**Task description:** Wherever the word "adapter" appears in the entries, copy the whole line.

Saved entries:
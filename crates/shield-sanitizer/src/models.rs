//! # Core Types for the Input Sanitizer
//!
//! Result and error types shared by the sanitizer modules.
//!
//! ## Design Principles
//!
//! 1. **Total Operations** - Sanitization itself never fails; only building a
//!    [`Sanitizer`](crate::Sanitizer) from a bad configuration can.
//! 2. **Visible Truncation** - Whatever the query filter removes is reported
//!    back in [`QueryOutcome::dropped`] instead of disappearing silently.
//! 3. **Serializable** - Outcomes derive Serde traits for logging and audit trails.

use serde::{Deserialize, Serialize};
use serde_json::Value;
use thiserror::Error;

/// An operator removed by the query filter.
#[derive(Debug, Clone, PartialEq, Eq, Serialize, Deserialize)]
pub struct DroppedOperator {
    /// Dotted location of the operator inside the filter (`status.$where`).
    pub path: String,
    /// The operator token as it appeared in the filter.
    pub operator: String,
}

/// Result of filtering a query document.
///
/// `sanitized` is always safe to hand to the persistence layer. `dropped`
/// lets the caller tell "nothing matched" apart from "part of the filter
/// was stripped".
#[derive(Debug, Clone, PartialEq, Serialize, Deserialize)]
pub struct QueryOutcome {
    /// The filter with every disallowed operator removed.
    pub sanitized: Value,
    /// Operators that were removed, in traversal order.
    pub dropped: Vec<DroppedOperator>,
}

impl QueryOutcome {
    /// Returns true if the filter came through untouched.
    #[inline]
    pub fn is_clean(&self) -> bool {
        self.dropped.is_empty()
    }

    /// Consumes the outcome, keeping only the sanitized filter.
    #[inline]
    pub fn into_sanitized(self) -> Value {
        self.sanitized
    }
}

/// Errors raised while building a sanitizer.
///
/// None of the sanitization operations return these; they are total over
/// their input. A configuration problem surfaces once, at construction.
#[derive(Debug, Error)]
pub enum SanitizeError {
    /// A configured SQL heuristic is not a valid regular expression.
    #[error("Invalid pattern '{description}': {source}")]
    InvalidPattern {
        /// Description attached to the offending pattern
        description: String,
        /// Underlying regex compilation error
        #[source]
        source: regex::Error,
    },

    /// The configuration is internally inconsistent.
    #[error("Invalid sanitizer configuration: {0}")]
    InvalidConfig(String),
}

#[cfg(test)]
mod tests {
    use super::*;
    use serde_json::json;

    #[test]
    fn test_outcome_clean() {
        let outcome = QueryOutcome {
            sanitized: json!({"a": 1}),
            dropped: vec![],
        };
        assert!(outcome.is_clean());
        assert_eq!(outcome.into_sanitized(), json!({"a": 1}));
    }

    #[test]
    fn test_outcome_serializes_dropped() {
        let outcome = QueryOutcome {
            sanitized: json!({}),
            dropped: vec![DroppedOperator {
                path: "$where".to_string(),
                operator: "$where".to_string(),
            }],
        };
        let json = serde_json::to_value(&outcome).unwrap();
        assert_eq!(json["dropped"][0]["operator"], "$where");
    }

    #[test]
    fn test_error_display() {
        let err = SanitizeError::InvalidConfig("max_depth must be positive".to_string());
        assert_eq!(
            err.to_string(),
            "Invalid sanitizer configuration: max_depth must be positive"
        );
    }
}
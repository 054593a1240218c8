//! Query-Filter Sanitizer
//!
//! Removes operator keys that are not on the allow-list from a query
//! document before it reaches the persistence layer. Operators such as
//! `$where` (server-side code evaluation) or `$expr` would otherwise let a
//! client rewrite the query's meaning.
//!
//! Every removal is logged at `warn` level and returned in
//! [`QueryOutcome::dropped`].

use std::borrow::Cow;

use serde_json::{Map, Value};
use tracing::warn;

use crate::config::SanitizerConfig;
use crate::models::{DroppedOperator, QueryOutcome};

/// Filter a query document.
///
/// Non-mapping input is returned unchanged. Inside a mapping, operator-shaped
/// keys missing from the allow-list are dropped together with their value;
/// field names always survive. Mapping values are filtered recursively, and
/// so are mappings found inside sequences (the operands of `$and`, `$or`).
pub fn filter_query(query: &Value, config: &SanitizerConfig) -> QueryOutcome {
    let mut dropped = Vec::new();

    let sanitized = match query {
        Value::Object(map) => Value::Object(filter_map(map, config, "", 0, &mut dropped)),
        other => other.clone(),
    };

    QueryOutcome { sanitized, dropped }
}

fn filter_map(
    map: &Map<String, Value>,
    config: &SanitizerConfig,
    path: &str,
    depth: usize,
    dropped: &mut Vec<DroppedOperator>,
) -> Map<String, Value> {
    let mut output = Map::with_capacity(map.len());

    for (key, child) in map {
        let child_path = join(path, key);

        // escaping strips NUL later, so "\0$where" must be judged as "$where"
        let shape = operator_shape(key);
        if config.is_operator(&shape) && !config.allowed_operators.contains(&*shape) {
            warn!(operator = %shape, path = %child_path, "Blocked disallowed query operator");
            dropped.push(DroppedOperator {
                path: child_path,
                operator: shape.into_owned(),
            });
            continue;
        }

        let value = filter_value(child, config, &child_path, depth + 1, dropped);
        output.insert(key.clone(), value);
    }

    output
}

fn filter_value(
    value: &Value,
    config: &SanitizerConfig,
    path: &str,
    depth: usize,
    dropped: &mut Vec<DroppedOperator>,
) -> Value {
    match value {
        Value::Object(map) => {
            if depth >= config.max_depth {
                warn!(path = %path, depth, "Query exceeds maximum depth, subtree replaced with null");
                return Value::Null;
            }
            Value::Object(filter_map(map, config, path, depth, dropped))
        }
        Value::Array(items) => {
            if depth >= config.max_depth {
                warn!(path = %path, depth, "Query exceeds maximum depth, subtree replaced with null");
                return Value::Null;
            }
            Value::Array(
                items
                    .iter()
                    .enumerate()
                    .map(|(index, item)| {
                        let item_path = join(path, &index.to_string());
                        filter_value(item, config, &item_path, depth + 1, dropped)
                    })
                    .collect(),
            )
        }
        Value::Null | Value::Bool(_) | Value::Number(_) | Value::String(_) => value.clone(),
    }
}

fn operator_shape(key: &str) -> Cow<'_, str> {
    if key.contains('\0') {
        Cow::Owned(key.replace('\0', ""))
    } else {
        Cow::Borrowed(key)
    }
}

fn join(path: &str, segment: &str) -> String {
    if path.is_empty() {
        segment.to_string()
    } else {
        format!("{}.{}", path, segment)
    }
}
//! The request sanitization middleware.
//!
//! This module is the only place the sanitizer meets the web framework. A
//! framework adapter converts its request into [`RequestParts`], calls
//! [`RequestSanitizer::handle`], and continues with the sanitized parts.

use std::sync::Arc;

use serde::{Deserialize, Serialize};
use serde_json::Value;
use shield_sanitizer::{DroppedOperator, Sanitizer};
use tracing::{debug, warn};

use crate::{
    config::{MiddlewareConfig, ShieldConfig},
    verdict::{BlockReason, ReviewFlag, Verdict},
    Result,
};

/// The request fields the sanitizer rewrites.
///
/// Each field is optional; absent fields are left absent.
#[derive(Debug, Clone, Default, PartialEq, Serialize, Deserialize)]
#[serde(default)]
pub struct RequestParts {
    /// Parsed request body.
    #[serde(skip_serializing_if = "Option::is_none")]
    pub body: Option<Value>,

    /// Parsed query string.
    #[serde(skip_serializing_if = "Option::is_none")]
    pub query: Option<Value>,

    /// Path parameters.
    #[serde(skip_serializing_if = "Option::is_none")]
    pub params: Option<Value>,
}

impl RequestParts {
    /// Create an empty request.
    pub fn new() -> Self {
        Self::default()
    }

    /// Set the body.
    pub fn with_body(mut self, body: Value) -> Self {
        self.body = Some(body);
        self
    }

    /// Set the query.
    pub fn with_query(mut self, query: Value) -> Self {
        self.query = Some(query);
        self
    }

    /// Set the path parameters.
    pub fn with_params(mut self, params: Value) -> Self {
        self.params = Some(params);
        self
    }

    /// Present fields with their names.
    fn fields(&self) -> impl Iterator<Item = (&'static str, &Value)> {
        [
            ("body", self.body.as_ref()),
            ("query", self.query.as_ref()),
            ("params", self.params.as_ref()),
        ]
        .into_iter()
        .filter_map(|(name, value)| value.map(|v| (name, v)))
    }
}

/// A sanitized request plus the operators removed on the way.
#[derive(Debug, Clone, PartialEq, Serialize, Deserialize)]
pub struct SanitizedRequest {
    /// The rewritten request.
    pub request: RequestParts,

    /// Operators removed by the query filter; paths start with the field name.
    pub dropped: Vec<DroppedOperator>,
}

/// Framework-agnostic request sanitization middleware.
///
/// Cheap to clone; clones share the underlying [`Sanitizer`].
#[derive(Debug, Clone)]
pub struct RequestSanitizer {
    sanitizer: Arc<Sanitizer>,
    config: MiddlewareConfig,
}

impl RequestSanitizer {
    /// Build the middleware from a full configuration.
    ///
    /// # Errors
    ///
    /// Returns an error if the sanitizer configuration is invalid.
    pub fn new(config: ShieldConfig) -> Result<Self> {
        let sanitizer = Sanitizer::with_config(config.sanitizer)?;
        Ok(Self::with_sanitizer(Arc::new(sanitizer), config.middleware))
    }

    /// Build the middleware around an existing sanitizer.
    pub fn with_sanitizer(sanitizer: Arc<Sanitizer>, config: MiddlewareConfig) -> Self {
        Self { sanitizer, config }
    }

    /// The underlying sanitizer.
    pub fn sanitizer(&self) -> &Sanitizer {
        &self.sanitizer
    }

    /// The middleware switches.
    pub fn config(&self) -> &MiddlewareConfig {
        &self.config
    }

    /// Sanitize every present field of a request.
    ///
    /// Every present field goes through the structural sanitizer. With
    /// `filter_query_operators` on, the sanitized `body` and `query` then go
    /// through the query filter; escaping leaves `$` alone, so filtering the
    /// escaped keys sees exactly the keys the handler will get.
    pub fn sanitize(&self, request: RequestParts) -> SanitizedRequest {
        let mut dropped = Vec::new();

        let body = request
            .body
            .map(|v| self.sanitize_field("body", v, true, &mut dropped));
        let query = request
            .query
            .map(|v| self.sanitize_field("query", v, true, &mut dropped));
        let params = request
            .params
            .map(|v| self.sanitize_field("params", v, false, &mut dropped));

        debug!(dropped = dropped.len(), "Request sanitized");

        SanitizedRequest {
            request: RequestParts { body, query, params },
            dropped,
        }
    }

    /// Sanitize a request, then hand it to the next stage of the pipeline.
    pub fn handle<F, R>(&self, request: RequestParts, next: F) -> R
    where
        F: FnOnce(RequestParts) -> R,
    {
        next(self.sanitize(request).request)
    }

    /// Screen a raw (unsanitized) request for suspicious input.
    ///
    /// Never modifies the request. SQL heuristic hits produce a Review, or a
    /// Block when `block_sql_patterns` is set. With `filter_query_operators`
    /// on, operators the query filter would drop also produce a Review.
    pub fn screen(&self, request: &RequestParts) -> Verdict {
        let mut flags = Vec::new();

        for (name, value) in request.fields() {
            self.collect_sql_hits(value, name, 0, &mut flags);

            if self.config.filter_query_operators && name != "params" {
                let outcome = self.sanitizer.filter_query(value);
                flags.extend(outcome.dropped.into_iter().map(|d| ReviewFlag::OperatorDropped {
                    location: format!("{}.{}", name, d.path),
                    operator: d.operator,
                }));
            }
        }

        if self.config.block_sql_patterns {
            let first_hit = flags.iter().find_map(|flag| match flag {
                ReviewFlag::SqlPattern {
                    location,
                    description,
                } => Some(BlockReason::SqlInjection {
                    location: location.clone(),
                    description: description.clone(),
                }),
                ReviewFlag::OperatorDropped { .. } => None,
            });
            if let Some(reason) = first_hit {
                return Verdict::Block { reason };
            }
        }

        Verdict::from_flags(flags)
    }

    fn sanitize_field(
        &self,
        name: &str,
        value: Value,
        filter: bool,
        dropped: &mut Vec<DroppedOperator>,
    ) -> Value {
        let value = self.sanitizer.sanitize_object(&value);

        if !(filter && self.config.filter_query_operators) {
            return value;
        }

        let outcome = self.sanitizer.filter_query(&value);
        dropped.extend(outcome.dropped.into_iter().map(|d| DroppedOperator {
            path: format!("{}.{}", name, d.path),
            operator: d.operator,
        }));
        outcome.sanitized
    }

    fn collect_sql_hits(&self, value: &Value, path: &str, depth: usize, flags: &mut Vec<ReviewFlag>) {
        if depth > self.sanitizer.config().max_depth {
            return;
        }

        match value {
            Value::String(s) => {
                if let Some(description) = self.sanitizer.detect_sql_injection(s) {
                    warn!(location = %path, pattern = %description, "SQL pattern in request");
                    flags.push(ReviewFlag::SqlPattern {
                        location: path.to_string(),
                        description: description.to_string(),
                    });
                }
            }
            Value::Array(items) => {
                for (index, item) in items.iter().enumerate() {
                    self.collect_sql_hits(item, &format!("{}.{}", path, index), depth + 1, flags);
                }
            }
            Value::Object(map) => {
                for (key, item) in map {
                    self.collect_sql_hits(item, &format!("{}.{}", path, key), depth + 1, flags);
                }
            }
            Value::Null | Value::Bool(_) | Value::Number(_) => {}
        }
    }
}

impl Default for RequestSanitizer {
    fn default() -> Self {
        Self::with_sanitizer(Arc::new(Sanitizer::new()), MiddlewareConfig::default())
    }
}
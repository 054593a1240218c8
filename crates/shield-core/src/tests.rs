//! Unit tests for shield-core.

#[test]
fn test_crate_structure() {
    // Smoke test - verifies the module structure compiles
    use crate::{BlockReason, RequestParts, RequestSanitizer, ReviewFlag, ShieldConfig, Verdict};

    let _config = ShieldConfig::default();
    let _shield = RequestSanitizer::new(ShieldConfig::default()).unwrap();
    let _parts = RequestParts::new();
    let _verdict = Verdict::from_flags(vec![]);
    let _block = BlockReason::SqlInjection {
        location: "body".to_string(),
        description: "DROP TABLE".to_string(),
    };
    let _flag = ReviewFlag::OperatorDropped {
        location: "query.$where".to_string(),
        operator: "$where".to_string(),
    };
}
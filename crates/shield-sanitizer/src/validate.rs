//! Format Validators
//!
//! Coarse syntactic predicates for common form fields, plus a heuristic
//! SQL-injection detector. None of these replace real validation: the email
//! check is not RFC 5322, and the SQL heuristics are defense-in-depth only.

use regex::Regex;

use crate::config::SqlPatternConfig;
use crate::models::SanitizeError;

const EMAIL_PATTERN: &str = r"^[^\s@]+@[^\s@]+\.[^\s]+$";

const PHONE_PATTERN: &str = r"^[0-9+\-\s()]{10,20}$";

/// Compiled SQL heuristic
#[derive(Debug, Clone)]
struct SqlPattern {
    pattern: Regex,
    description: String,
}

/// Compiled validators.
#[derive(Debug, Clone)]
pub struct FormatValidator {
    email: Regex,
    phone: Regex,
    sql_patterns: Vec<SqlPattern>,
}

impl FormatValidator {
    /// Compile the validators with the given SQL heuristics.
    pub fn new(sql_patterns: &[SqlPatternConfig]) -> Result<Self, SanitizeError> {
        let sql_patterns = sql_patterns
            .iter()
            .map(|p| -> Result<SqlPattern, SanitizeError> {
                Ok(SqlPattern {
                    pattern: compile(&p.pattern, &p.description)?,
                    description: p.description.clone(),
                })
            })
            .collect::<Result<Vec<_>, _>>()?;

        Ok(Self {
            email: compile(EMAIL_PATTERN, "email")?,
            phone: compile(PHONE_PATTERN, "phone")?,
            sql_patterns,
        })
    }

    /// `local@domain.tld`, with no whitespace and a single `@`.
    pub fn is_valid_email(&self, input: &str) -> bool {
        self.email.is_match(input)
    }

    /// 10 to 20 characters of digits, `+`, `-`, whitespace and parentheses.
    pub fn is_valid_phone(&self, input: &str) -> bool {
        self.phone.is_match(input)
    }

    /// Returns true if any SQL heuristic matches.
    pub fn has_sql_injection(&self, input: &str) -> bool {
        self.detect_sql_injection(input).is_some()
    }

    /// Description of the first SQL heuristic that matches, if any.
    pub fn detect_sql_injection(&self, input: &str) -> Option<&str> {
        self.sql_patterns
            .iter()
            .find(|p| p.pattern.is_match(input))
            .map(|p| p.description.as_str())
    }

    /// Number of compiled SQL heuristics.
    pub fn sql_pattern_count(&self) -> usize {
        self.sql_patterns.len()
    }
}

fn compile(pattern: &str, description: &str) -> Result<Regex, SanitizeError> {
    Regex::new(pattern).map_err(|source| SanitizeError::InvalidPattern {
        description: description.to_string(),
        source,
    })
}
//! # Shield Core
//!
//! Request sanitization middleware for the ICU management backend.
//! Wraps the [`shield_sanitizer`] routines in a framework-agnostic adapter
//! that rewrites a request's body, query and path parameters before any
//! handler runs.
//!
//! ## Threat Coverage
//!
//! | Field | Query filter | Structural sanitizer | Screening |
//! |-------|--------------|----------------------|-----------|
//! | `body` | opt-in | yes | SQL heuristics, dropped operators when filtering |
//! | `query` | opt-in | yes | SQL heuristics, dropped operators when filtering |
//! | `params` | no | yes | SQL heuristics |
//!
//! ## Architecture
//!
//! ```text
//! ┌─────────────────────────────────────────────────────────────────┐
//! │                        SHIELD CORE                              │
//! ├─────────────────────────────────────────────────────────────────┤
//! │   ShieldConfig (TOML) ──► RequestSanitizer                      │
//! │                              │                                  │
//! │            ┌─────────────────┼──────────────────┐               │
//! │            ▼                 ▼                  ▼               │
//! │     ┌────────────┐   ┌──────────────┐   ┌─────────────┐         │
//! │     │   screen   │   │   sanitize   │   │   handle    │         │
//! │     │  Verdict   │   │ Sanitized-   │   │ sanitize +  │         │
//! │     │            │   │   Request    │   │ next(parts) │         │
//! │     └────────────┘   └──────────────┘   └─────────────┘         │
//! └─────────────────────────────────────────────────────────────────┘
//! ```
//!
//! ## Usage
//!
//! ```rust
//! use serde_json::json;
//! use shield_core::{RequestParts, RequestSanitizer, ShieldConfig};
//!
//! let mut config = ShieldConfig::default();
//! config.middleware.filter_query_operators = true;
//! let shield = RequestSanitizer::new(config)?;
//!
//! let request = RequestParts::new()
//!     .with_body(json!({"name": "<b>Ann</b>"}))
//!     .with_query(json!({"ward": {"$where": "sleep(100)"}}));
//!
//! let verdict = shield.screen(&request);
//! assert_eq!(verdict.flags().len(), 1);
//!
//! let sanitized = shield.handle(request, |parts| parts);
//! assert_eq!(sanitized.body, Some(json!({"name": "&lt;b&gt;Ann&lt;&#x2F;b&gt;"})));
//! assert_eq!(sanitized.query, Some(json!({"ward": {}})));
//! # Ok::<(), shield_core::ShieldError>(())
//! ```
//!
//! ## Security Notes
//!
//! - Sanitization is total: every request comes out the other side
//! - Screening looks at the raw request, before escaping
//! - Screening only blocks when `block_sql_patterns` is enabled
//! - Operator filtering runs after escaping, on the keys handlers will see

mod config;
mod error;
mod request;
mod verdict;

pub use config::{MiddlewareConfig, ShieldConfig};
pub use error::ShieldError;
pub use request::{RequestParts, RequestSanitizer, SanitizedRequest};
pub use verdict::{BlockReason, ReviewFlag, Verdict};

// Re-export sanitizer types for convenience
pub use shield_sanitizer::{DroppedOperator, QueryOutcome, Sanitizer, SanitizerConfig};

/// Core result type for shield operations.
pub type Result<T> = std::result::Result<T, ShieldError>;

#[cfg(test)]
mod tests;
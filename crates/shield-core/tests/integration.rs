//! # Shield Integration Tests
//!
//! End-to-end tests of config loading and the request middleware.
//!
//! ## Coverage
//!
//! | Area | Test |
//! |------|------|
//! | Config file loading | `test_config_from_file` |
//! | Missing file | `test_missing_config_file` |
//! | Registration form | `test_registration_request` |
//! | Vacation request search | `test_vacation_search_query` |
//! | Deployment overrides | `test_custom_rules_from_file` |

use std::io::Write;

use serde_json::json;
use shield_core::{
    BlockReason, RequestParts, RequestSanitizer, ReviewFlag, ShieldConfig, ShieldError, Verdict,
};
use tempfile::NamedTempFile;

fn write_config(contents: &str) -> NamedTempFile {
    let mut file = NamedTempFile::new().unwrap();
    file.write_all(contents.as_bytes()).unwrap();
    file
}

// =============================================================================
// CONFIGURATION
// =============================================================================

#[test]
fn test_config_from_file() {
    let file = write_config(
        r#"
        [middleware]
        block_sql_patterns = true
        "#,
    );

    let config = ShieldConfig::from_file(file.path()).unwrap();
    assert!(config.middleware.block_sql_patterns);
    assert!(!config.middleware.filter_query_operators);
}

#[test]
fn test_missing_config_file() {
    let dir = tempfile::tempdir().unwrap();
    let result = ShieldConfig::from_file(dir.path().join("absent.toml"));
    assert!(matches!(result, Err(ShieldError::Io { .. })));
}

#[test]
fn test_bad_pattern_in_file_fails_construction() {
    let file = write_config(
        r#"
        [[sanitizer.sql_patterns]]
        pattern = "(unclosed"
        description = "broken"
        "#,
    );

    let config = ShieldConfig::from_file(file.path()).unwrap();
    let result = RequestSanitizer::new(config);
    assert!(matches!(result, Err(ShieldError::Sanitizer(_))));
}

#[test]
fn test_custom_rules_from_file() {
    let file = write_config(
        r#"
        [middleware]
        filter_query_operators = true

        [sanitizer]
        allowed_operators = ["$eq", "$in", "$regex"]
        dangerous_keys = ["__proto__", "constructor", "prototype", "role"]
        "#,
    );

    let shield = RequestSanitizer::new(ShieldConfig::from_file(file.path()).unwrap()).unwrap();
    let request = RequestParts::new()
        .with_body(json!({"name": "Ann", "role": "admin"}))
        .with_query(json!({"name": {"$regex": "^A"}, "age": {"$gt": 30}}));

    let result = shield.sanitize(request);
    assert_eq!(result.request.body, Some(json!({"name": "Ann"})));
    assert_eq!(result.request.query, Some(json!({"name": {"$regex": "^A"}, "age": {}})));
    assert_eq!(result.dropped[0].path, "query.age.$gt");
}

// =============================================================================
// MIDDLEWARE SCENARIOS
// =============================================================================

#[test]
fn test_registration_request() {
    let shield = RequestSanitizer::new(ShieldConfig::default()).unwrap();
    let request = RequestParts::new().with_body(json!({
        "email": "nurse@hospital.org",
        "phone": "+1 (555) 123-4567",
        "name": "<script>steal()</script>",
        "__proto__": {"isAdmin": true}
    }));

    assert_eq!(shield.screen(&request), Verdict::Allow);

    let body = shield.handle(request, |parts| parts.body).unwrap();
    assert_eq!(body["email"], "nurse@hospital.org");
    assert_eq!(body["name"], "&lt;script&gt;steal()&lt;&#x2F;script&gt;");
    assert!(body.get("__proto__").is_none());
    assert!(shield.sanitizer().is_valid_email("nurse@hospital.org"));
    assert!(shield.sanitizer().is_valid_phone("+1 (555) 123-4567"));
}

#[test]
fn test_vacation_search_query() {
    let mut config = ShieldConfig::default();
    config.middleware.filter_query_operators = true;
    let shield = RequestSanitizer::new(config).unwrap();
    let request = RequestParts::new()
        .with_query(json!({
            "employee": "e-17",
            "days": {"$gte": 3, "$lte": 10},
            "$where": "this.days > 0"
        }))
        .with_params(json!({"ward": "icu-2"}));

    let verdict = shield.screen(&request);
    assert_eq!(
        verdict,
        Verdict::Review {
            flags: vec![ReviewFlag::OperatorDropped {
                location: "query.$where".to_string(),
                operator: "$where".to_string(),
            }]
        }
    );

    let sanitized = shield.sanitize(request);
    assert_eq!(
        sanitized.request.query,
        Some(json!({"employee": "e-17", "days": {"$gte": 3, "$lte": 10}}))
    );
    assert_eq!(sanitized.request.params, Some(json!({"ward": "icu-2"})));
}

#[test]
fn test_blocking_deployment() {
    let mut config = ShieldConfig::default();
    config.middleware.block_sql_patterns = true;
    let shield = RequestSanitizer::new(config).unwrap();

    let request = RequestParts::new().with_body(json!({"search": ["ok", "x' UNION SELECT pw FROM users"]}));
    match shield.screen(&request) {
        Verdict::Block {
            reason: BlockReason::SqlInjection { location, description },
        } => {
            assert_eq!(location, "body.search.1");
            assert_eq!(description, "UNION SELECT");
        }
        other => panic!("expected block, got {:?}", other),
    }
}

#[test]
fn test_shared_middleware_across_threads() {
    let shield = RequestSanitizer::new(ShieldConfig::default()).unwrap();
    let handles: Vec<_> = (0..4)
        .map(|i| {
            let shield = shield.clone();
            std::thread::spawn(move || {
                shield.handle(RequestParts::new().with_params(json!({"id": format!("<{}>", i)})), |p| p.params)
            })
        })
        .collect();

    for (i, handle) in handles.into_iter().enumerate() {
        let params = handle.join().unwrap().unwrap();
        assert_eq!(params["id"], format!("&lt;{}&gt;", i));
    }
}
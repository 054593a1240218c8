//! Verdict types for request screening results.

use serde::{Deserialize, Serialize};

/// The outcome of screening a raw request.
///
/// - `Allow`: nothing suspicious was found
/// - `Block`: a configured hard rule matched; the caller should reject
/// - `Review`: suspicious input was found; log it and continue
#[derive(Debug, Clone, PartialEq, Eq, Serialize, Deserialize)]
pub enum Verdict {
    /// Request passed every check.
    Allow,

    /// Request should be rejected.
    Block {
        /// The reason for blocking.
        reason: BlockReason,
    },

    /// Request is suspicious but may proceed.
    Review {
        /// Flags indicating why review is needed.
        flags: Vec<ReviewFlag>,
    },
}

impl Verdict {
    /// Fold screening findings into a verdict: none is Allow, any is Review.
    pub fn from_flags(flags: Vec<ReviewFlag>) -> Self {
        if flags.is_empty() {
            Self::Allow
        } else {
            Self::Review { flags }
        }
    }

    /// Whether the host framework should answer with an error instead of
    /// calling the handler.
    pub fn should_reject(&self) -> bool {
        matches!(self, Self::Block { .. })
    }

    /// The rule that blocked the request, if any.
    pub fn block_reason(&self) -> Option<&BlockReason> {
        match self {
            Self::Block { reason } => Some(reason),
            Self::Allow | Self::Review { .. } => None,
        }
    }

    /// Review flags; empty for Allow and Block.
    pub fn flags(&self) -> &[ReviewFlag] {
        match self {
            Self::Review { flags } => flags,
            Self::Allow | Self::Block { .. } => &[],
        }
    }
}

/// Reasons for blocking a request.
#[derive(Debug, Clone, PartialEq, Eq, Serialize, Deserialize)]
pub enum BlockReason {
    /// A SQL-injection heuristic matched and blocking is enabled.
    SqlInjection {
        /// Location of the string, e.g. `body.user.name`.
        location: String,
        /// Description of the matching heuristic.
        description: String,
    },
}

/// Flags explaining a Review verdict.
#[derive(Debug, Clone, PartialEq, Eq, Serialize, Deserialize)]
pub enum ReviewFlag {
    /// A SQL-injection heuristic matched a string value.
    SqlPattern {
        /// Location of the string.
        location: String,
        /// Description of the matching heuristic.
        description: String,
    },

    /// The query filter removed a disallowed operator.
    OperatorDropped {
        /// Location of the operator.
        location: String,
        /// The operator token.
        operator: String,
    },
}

**Exercise answer:**
//! framework adapter converts its request into [`RequestParts`], calls
//! Wraps the [`shield_sanitizer`] routines in a framework-agnostic adapter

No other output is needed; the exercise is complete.